Jul. 11th, 2004

prillalar: (trio)

This is the coolest thing I've seen all week: notes on translating Harry Potter into Ancient Greek by Andrew Wilson. If you have a Greek font installed, you'll be able to read the Greek words and phrases. (The translation isn't out til October, btw.)

He writes about the research that he did, about how he took Lucian as his stylistic model, and about how he chose some of the vocabulary. I'm particularly interested in he hamaxostoichia for "the train" since the Latin translator used the same word: "Hogwarts Express" is hamaxostichus rapidus Hogvartiensis. (I really wished there had been translator's notes in the Latin version. Why did he use the Greek term there?)

The very best, though, is when Wilson tells us how he translated proper names. For instance, Malfoy becomes Malakos -- soft, effeminate. (Draco, of course, is already a Greek name.) And Crabbe and Goyle are Karkinos (crab) and Kerkops (tailed-one, monkey-man, after the Kerkopes, two thieving brothers that Herakles captured and Zeus later turned into monkeys). I think I'll just call them Karkinos kai Kerkops from now on -- so much fun to say! All those Ks!

I could go on, but you should really just go read the article. There's also a link to an audio file of an interview he did on NPR where he reads a bit from the Quidditch (ikarosphairike) game. Oimoi! says Lee Jordan when Katie Bell takes a Bludger (rhopalosphairion) to the head.

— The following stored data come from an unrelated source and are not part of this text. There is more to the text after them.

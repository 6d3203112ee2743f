//! Matching of slide media relationships to audio entries.
//!
//! A relationship target matches an audio entry when the target contains the
//! entry's basename. Targets are relative (`../media/media1.mp3`) and their
//! prefix varies between producers, so containment is used instead of path
//! resolution. A basename that is a substring of another basename can match
//! the wrong entry; the first entry in container order wins.

use crate::relationships::{MediaFamily, Relationship};
use ppt_audio_core::{basename, AudioAsset, SlideOrder};
use std::collections::HashMap;

/// The parsed relationship document of one slide.
#[derive(Debug, Clone)]
pub struct SlideRelationships {
    /// Path of the relationship document inside the archive.
    pub source_path: String,
    /// Slide part the document belongs to, e.g. `slide2.xml`.
    pub slide_part: String,
    /// Relationships in document order.
    pub relationships: Vec<Relationship>,
}

/// Attributes audio entries to the slides that reference them.
///
/// References are not counted one per relationship: an audio/video
/// relationship and a media relationship to the same entry on one slide are
/// paired and count as a single reference (see [`Self::references_in`]).
pub struct SlideAudioMatcher<'a> {
    audio_paths: &'a [String],
}

impl<'a> SlideAudioMatcher<'a> {
    /// Create a matcher over audio entry paths in container order.
    pub fn new(audio_paths: &'a [String]) -> Self {
        Self { audio_paths }
    }

    /// Index of the first audio entry whose basename occurs in `target`.
    pub fn match_target(&self, target: &str) -> Option<usize> {
        self.audio_paths
            .iter()
            .position(|path| target.contains(basename(path)))
    }

    /// Audio entry indices referenced by one slide, in relationship order.
    ///
    /// An audio/video relationship and a media relationship pointing at the
    /// same entry describe one embedded clip and count once. Two
    /// relationships of the same family count twice.
    pub fn references_in(&self, relationships: &[Relationship]) -> Vec<usize> {
        let mut counts: HashMap<usize, (usize, usize)> = HashMap::new();
        let mut references = Vec::new();

        for rel in relationships {
            let Some(family) = rel.media_family() else {
                continue;
            };

            let Some(index) = self.match_target(&rel.target) else {
                log::trace!("Media target '{}' matches no audio entry", rel.target);
                continue;
            };

            let (clips, media) = counts.entry(index).or_default();
            let before = (*clips).max(*media);
            match family {
                MediaFamily::Clip => *clips += 1,
                MediaFamily::Media => *media += 1,
            }
            if (*clips).max(*media) > before {
                references.push(index);
            }
        }

        references
    }

    /// Match every slide document and collect the referenced assets.
    ///
    /// Documents are processed in display order and each one's references are
    /// folded into the result sequentially, so the order of slide numbers on
    /// an asset is deterministic. Documents whose slide has no display order
    /// are skipped. Assets that no slide references are left out.
    pub fn match_slides(
        &self,
        documents: &[SlideRelationships],
        order: &SlideOrder,
    ) -> Vec<AudioAsset> {
        let mut placed: Vec<(usize, &SlideRelationships)> = Vec::new();
        for doc in documents {
            match order.display_order(&doc.slide_part) {
                Some(slide) => placed.push((slide, doc)),
                None => log::warn!(
                    "No display order for '{}', dropping relationships from {}",
                    doc.slide_part,
                    doc.source_path
                ),
            }
        }
        placed.sort_by_key(|&(slide, _)| slide);

        let partials: Vec<(usize, Vec<usize>)> = placed
            .into_iter()
            .map(|(slide, doc)| (slide, self.references_in(&doc.relationships)))
            .collect();

        let mut assets: HashMap<&str, AudioAsset> = HashMap::new();
        for (slide, references) in partials {
            for index in references {
                let path = &self.audio_paths[index];
                assets
                    .entry(basename(path))
                    .or_insert_with(|| AudioAsset::new(path.as_str()))
                    .add_reference(slide);
            }
        }

        let matched: Vec<AudioAsset> = self
            .audio_paths
            .iter()
            .filter_map(|path| assets.remove(basename(path)))
            .collect();

        log::debug!(
            "Matched {} of {} audio entries to slides",
            matched.len(),
            self.audio_paths.len()
        );

        matched
    }
}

I had already been thinking about Greek for a few days when I saw this and now the Greek-longing is on me very badly. I did my BA in Greek and Latin Language and Literature and I have 8 semesters of each language, but Greek has always been my favourite. I like Latin well enough -- and reading (or rather, translating) it gives me a nice orderly feeling in my brain, like puzzle pieces sliding together. But Greek touches me more deeply. The sounds of the words and the flow of the sentences all seem to fit in a way that Latin never did with me. Greek always seemed to become English more easily -- not that the actual process of translating was any easier, in fact it was probably harder, but the translated text was easier to express in good English.

And now I wish so very, very much that I were back at university, translating Greek with a class or by myself in the Reading Room. I think being an undergraduate is probably the most fun of anything I've ever done and I'd jump at the chance to go back and do it again.

So I dragged out my Greek lyric poetry text and translated a bit, to make myself feel better. This has nothing to do with Harry Potter and it's probably pretty loose, but here's the finished product, a poem, possibly fragmentary, by Mimnermus.

What is life, what is pleasing without golden Aphrodite?
May I die when these things are no longer pleasing to me:
Secret love, gentle gifts, and the bed.
The flowers of youth are alluring to men and women.
Then painful old age arrives, which makes a man both ugly and base,
And evil cares ever wear away at his heart,
Looking at the light of the sun does not delight him,
But he is hateful to the boys, and dishonoured by the women.
Thus the god has made old age a painful thing.